Taherzadeh and Haider allegedly posed as Department of Homeland Security (DHS) agents since as early as February 2020 and built relationships with U.S. Secret Service officers, one of which was assigned to First Lady Jill Biden’s security detail, according to an affidavit.

“I actually laughed when I read it because … there’s so many things about this story and so many questions, but, these two guys masquerading as federal agents, and they were really duping other federal agents who really are federal agents. It’s a very unique thing. But I don’t believe it’s anything different than what we’ve seen historically in terms of foreign services trying to gain access to, in this case, the White House, but to high level U.S. government officials through lower level officials,” Hulsey said.

It’s possible the accused used fraud techniques and tactics foreign intelligence agents use overseas to build relationships with U.S. officials, Hulsey, along with retired FBI agent Robert Chacon told the DCNF.

While overseas on assignments, Chacon observed the tactics used by foreign governments to gain access to U.S. officials.

“I went overseas several times with the FBI and the initial training, we worked with the State Department, and they always warned us about … if you go to … the local watering hole near any US Embassy overseas, where they know a bunch of embassy personnel just kind of gather after work and have a drink or two, that’s where they target,” Chacon said.

“And if you meet somebody in there, and they start being friendly to you, all of a sudden, you have to be on guard on that stuff … it’ll be subtle. But next thing you know, they’ll say, ‘Oh, I know somebody works in the embassy. Do you know John Smith?’ … So, those types of things, you should always be on guard. Those of us who have maintained top secret security clearance, I always have to be on guard for people that might try to recruit us or might try to compromise us. And this is like, an obvious way to do it. But usually, it’s much more subtle than this … ” he added.

In many fraud cases, perpetrators use one target to gain credibility they use to later access more people, Chacon explained.

“[T]he way fraudsters work is they compromise that one person or that one document, and then they get legitimate people basically to be standing up for them to backstop their fraud. So, at the end, when it all comes down, you can see behind the curtain, but that’s not what people we’re seeing during the fraud itself. They were seeing legitimate people vouching for these people, right, so it’s really a house of cards,” Chacon said.

Homeland Security Investigations’ (HSI) Newark office and the U.S. Postal Service were already investigating Ali at the time of his arrest for credit card fraud, CBS News reported.

“Card fraud and things like that are one of the ways that foreign agents illicitly gained funds to continue their activities in the United States.

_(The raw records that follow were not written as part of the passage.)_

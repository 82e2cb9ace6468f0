//! Display theme

use std::fmt;
use serde::{Serialize, Deserialize};

#[derive(Debug, Clone, Copy, Default, PartialEq, Eq, Serialize, Deserialize)]
#[serde(rename_all = "lowercase")]
pub enum Theme {
    #[default]
    Dark,
    Light,
}

impl Theme {
    pub fn id(&self) -> &'static str {
        match self {
            Theme::Dark => "dark",
            Theme::Light => "light",
        }
    }

    /// Case-insensitive; `None` for anything but dark or light
    pub fn parse(s: &str) -> Option<Self> {
        match s.trim().to_lowercase().as_str() {
            "dark" => Some(Theme::Dark),
            "light" => Some(Theme::Light),
            _ => None,
        }
    }

    pub fn toggled(&self) -> Self {
        match self {
            Theme::Dark => Theme::Light,
            Theme::Light => Theme::Dark,
        }
    }

    /// Chart text color
    pub fn font_color(&self) -> &'static str {
        match self {
            Theme::Dark => "white",
            Theme::Light => "black",
        }
    }
}

impl fmt::Display for Theme {
    fn fmt(&self, f: &mut fmt::Formatter<'_>) -> fmt::Result {
        write!(f, "{}", self.id())
    }
}

#[cfg(test)]
mod tests {
    use super::*;

    #[test]
    fn test_parse() {
        assert_eq!(Theme::parse("Light"), Some(Theme::Light));
        assert_eq!(Theme::parse(" dark "), Some(Theme::Dark));
        assert_eq!(Theme::parse("solarized"), None);
    }

    #[test]
    fn test_default_and_toggle() {
        assert_eq!(Theme::default(), Theme::Dark);
        assert_eq!(Theme::Dark.toggled(), Theme::Light);
        assert_eq!(Theme::Light.font_color(), "black");
    }
}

Terrorist groups do those things too,” Hulsey said.

Taherzadeh allegedly bought the Secret Service officers rent-free apartments, each costing $40,000 a year, iPhones, surveillance systems, drones, a flat screen tv, an assault rifle case, a generator and law enforcement paraphernalia, according to the affidavit. He also offered them “official government vehicles” and volunteered to buy a $2,000 assault rifle for the officer assigned to the first lady’s security detail.

Four Secret Service members were put on administrative leave on April 4 pending the investigation, according to the court document.

“When it all comes down, you can kind of see it, but it’s much more difficult to see when it’s going on, particularly if they co-opt legitimate people early on to stand up for that. And then people … don’t look as hard,” Chacon added.

At this point in the investigation, the FBI is likely collecting information from other U.S. intelligence and law enforcement agencies and questioning foreign intelligence partners, in addition to accessing open source and classified material to understand why and how this happened, according to Hulsey.

“A lot of us are dumbfounded on this one,” Chacon said, speaking for himself and other retired FBI colleagues.